- _Task requirements_: Write the data out verbatim.

------ Exercise data ------

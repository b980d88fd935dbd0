mod commands;
mod ui;

use clap::{Parser, Subcommand};
use pixelbuilds_scheduler::{load_config_from_file, ExporterConfig};
use std::net::SocketAddr;
use std::path::PathBuf;
use tracing::Level;
use tracing_subscriber::EnvFilter;

#[derive(Parser)]
#[command(name = "pixelbuilds-exporter")]
#[command(about = "Exports PixelBuilds release download counts as Prometheus gauges", long_about = None)]
#[command(version)]
struct Cli {
    #[command(subcommand)]
    command: Option<Commands>,

    /// Configuration file (YAML, TOML, or JSON)
    #[arg(short, long, global = true, env = "PIXELBUILDS_EXPORTER_CONFIG")]
    config: Option<PathBuf>,

    /// Enable verbose logging
    #[arg(short, long, global = true)]
    verbose: bool,

    /// Enable quiet mode (errors only)
    #[arg(short, long, global = true)]
    quiet: bool,

    /// Emit logs as JSON lines
    #[arg(long, global = true)]
    json_logs: bool,
}

#[derive(Subcommand)]
enum Commands {
    /// Serve metrics and refresh them periodically (default)
    Serve {
        /// Address for the scrape endpoint
        #[arg(short, long)]
        listen: Option<SocketAddr>,

        /// Pause between collection cycles, e.g. "15m"
        #[arg(short, long)]
        interval: Option<String>,
    },

    /// Run a single collection cycle and print the exposition text
    Once,

    /// List device codenames from the catalog
    Devices,

    /// Validate the configuration and print it
    Validate,
}

#[tokio::main]
async fn main() -> anyhow::Result<()> {
    let cli = Cli::parse();

    init_logging(&cli);

    let config = match &cli.config {
        Some(path) => load_config_from_file(path).await?,
        None => ExporterConfig::default(),
    };

    match cli.command.unwrap_or(Commands::Serve {
        listen: None,
        interval: None,
    }) {
        Commands::Serve { listen, interval } => {
            commands::serve::execute(config, listen, interval).await?;
        }

        Commands::Once => {
            commands::once::execute(config).await?;
        }

        Commands::Devices => {
            commands::devices::execute(config).await?;
        }

        Commands::Validate => {
            commands::validate::execute(config, cli.config).await?;
        }
    }

    Ok(())
}

fn init_logging(cli: &Cli) {
    let log_level = if cli.verbose {
        Level::DEBUG
    } else if cli.quiet {
        Level::ERROR
    } else {
        Level::INFO
    };

    let filter = EnvFilter::try_from_default_env()
        .unwrap_or_else(|_| EnvFilter::new(log_level.to_string().to_lowercase()));

    let builder = tracing_subscriber::fmt()
        .with_env_filter(filter)
        .with_target(false)
        .with_writer(std::io::stderr);

    if cli.json_logs {
        builder.json().init();
    } else {
        builder.init();
    }
}
use crate::config::{ConfigFile, ExporterConfig};
use anyhow::{Context, Result};
use std::path::Path;

pub async fn load_config_from_file(path: impl AsRef<Path>) -> Result<ExporterConfig> {
    let path = path.as_ref();
    let contents = tokio::fs::read_to_string(path)
        .await
        .with_context(|| format!("Failed to read config file {}", path.display()))?;

    let extension = path.extension().and_then(|s| s.to_str());

    match extension {
        Some("yaml") | Some("yml") => parse_yaml(&contents),
        Some("toml") => parse_toml(&contents),
        Some("json") => parse_json(&contents),
        _ => Err(anyhow::anyhow!(
            "Unsupported file format. Use .yaml, .yml, .toml, or .json"
        )),
    }
}

pub fn parse_config_from_str(content: &str, format: &str) -> Result<ExporterConfig> {
    match format.to_lowercase().as_str() {
        "yaml" | "yml" => parse_yaml(content),
        "toml" => parse_toml(content),
        "json" => parse_json(content),
        _ => Err(anyhow::anyhow!("Unsupported format: {}", format)),
    }
}

fn parse_yaml(content: &str) -> Result<ExporterConfig> {
    let config: ExporterConfig = serde_yaml::from_str(content)?;
    config.validate().map_err(|e| anyhow::anyhow!(e))?;
    Ok(config)
}

fn parse_toml(content: &str) -> Result<ExporterConfig> {
    let file: ConfigFile = toml::from_str(content)?;
    file.exporter.validate().map_err(|e| anyhow::anyhow!(e))?;
    Ok(file.exporter)
}

fn parse_json(content: &str) -> Result<ExporterConfig> {
    let config: ExporterConfig = serde_json::from_str(content)?;
    config.validate().map_err(|e| anyhow::anyhow!(e))?;
    Ok(config)
}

------

- _Response for this exercise_:
repository b980d88fd935dbd0
mod commands;
mod ui;

use clap::{Parser, Subcommand};
use pixelbuilds_scheduler::{load_config_from_file, ExporterConfig};
use std::net::SocketAddr;
use std::path::PathBuf;
use tracing::Level;
use tracing_subscriber::EnvFilter;

#[derive(Parser)]
#[command(name = "pixelbuilds-exporter")]
#[command(about = "Exports PixelBuilds release download counts as Prometheus gauges", long_about = None)]
#[command(version)]
struct Cli {
    #[command(subcommand)]
    command: Option<Commands>,

    /// Configuration file (YAML, TOML, or JSON)
    #[arg(short, long, global = true, env = "PIXELBUILDS_EXPORTER_CONFIG")]
    config: Option<PathBuf>,

    /// Enable verbose logging
    #[arg(short, long, global = true)]
    verbose: bool,

    /// Enable quiet mode (errors only)
    #[arg(short, long, global = true)]
    quiet: bool,

    /// Emit logs as JSON lines
    #[arg(long, global = true)]
    json_logs: bool,
}

#[derive(Subcommand)]
enum Commands {
    /// Serve metrics and refresh them periodically (default)
    Serve {
        /// Address for the scrape endpoint
        #[arg(short, long)]
        listen: Option<SocketAddr>,

        /// Pause between collection cycles, e.g. "15m"
        #[arg(short, long)]
        interval: Option<String>,
    },

    /// Run a single collection cycle and print the exposition text
    Once,

    /// List device codenames from the catalog
    Devices,

    /// Validate the configuration and print it
    Validate,
}

#[tokio::main]
async fn main() -> anyhow::Result<()> {
    let cli = Cli::parse();

    init_logging(&cli);

    let config = match &cli.config {
        Some(path) => load_config_from_file(path).await?,
        None => ExporterConfig::default(),
    };

    match cli.command.unwrap_or(Commands::Serve {
        listen: None,
        interval: None,
    }) {
        Commands::Serve { listen, interval } => {
            commands::serve::execute(config, listen, interval).await?;
        }

        Commands::Once => {
            commands::once::execute(config).await?;
        }

        Commands::Devices => {
            commands::devices::execute(config).await?;
        }

        Commands::Validate => {
            commands::validate::execute(config, cli.config).await?;
        }
    }

    Ok(())
}

fn init_logging(cli: &Cli) {
    let log_level = if cli.verbose {
        Level::DEBUG
    } else if cli.quiet {
        Level::ERROR
    } else {
        Level::INFO
    };

    let filter = EnvFilter::try_from_default_env()
        .unwrap_or_else(|_| EnvFilter::new(log_level.to_string().to_lowercase()));

    let builder = tracing_subscriber::fmt()
        .with_env_filter(filter)
        .with_target(false)
        .with_writer(std::io::stderr);

    if cli.json_logs {
        builder.json().init();
    } else {
        builder.init();
    }
}
use crate::config::{ConfigFile, ExporterConfig};
use anyhow::{Context, Result};
use std::path::Path;

pub async fn load_config_from_file(path: impl AsRef<Path>) -> Result<ExporterConfig> {
    let path = path.as_ref();
    let contents = tokio::fs::read_to_string(path)
        .await
        .with_context(|| format!("Failed to read config file {}", path.display()))?;

    let extension = path.extension().and_then(|s| s.to_str());

    match extension {
        Some("yaml") | Some("yml") => parse_yaml(&contents),
        Some("toml") => parse_toml(&contents),
        Some("json") => parse_json(&contents),
        _ => Err(anyhow::anyhow!(
            "Unsupported file format. Use .yaml, .yml, .toml, or .json"
        )),
    }
}

pub fn parse_config_from_str(content: &str, format: &str) -> Result<ExporterConfig> {
    match format.to_lowercase().as_str() {
        "yaml" | "yml" => parse_yaml(content),
        "toml" => parse_toml(content),
        "json" => parse_json(content),
        _ => Err(anyhow::anyhow!("Unsupported format: {}", format)),
    }
}

fn parse_yaml(content: &str) -> Result<ExporterConfig> {
    let config: ExporterConfig = serde_yaml::from_str(content)?;
    config.validate().map_err(|e| anyhow::anyhow!(e))?;
    Ok(config)
}

fn parse_toml(content: &str) -> Result<ExporterConfig> {
    let file: ConfigFile = toml::from_str(content)?;
    file.exporter.validate().map_err(|e| anyhow::anyhow!(e))?;
    Ok(file.exporter)
}

fn parse_json(content: &str) -> Result<ExporterConfig> {
    let config: ExporterConfig = serde_json::from_str(content)?;
    config.validate().map_err(|e| anyhow::anyhow!(e))?;
    Ok(config)
}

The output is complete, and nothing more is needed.